▶ PROBLEM TO SOLVE
In the records below, find every line with the word "reports" and copy it.
START DATA FOR PROCESSING
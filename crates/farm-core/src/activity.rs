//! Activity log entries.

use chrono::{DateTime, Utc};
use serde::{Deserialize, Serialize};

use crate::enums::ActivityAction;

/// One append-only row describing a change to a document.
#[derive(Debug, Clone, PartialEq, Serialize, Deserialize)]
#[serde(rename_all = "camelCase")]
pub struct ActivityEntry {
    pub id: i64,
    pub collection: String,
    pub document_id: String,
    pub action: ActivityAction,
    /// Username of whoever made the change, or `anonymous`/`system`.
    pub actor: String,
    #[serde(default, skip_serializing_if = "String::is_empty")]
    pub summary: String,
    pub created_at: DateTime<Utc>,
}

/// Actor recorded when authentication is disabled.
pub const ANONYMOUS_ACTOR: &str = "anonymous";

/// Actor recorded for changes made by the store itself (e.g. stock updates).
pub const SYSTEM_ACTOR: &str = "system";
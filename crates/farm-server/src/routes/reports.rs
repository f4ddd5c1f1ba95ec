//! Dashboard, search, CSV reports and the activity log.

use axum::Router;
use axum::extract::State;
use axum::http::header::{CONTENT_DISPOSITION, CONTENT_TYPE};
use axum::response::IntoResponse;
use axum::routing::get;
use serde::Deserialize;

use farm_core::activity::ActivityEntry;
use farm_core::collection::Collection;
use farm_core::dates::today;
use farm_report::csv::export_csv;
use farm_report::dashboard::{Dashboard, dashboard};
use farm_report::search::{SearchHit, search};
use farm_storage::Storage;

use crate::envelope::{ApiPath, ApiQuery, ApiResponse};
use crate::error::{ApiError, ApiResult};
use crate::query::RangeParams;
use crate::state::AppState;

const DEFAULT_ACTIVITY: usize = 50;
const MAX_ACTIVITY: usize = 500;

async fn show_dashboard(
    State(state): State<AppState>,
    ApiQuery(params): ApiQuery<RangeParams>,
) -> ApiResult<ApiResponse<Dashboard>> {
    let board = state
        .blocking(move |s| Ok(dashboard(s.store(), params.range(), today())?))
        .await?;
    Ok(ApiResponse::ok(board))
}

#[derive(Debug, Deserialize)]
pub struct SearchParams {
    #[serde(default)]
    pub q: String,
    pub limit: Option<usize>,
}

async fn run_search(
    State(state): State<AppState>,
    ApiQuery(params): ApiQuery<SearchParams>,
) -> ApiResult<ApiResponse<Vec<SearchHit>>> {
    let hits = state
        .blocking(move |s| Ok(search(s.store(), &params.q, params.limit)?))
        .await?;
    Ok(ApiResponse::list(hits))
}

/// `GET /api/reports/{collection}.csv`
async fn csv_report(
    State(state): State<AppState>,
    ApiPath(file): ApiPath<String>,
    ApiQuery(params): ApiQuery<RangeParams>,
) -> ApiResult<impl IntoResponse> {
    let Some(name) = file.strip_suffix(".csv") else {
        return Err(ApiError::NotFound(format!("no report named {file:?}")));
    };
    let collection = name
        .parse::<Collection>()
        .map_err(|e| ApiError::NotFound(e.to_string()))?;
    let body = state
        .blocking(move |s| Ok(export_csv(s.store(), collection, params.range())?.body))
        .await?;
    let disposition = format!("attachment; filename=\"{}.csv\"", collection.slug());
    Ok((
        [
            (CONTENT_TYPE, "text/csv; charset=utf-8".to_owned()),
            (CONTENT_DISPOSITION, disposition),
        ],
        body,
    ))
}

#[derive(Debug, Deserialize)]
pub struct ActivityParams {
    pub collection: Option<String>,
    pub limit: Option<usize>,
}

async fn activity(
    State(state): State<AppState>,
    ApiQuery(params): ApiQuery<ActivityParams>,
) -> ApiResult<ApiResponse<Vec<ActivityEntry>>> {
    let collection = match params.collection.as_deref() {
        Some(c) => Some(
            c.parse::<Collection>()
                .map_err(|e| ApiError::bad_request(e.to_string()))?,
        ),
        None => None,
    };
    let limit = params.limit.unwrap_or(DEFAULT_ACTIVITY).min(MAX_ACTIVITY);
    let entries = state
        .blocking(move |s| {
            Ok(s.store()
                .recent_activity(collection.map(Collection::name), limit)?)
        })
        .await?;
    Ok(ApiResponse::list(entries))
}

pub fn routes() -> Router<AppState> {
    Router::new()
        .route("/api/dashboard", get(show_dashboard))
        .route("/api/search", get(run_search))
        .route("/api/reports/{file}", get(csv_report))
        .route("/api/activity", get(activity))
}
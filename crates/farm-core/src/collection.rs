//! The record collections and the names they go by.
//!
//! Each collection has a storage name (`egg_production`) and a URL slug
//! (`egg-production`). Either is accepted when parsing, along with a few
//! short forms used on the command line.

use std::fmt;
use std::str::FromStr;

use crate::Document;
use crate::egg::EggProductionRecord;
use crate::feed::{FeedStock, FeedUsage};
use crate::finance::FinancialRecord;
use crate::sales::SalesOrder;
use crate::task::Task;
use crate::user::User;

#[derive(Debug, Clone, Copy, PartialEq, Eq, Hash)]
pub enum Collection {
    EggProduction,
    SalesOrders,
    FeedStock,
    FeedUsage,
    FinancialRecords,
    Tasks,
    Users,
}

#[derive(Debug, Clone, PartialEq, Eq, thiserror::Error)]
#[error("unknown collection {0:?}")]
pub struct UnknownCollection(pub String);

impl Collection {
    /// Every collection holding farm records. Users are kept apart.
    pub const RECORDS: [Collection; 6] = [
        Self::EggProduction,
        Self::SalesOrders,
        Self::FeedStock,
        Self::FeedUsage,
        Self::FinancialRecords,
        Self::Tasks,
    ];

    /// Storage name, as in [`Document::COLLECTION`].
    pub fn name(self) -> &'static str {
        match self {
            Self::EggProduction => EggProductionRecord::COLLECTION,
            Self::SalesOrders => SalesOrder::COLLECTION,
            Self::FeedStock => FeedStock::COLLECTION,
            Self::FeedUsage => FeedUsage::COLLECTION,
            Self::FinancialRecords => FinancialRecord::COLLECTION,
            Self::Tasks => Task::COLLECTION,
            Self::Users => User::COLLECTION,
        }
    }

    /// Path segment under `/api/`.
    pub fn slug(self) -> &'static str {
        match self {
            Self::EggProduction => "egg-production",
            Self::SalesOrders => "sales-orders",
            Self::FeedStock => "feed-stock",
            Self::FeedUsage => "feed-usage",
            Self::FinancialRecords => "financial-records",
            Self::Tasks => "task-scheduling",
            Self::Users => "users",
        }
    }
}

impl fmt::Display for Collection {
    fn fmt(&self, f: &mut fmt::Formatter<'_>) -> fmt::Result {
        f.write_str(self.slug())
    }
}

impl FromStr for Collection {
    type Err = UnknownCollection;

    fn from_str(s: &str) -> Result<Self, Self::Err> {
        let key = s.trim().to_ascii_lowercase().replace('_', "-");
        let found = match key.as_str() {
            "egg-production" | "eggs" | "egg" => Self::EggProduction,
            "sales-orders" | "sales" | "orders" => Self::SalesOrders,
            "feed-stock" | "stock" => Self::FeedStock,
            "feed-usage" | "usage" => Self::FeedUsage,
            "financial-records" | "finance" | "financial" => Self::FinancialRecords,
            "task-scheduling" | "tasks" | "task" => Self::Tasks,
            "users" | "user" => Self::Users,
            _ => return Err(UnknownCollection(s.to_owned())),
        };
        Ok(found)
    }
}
END DATA FOR PROCESSING
START DATA FOR PROCESSING
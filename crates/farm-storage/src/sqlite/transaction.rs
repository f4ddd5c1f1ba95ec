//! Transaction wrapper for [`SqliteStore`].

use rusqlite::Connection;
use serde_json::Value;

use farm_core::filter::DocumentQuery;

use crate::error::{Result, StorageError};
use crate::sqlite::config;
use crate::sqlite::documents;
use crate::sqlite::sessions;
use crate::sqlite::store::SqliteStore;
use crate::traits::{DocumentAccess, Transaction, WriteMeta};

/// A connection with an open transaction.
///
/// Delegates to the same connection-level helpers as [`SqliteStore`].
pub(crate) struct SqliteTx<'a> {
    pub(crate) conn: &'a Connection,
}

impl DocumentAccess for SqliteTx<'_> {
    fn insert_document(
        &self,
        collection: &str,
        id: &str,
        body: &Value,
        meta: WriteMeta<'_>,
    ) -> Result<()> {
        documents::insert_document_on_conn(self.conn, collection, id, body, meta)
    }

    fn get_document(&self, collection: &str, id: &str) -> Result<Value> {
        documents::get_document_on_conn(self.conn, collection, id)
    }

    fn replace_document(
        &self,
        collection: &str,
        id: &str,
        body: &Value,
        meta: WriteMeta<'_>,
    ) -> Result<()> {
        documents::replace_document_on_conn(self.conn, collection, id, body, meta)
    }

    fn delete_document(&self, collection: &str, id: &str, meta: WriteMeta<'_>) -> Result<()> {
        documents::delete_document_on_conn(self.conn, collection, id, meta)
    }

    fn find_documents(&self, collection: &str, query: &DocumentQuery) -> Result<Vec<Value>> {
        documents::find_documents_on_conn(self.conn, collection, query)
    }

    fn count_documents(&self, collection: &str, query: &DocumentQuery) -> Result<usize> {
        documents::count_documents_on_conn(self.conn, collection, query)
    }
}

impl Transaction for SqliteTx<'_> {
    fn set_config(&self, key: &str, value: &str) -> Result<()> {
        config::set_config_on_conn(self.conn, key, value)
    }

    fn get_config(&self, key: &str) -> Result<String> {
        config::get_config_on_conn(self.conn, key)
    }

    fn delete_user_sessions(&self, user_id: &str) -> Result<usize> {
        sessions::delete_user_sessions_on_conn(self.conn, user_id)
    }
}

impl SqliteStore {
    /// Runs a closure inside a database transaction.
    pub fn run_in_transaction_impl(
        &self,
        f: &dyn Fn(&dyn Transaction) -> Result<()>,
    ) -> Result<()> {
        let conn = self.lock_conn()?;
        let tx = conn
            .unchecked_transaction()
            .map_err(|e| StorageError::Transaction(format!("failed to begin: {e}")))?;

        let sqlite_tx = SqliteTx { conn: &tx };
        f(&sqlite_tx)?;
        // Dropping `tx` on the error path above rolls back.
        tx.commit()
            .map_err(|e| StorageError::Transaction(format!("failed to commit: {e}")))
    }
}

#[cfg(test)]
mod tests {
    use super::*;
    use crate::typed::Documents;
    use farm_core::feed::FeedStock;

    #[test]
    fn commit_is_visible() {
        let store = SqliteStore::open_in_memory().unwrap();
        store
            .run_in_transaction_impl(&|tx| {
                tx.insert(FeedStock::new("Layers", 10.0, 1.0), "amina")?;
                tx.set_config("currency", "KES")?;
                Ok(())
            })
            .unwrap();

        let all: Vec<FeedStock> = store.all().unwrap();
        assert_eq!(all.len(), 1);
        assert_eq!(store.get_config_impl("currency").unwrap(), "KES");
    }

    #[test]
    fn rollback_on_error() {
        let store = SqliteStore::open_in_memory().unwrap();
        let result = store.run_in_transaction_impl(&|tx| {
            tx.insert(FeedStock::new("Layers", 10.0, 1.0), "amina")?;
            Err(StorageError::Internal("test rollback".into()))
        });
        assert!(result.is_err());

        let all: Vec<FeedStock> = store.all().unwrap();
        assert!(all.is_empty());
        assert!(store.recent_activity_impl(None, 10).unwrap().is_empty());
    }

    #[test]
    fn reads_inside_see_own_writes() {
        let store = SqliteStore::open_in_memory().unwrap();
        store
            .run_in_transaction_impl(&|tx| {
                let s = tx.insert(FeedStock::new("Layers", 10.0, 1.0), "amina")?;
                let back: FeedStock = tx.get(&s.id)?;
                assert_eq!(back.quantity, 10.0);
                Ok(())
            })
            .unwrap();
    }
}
END DATA FOR PROCESSING
START DATA FOR PROCESSING
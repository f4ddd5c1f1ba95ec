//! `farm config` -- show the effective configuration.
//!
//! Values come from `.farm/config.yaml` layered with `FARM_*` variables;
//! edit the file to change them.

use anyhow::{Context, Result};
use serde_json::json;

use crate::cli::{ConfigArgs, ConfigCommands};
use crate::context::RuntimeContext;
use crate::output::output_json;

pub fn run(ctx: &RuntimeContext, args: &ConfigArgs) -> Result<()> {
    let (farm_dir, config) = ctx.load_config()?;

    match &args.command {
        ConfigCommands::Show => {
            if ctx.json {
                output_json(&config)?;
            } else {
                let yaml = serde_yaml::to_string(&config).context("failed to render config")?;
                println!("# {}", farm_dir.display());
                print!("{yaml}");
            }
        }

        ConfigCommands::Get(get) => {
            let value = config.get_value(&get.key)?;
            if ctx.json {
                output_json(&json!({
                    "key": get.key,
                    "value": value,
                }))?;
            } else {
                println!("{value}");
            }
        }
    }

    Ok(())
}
END DATA FOR PROCESSING
▶ SOLUTION
filename crates/farm-server/src/routes/reports.rs
//! Dashboard, search, CSV reports and the activity log.
/// `GET /api/reports/{collection}.csv`
        .route("/api/reports/{file}", get(csv_report))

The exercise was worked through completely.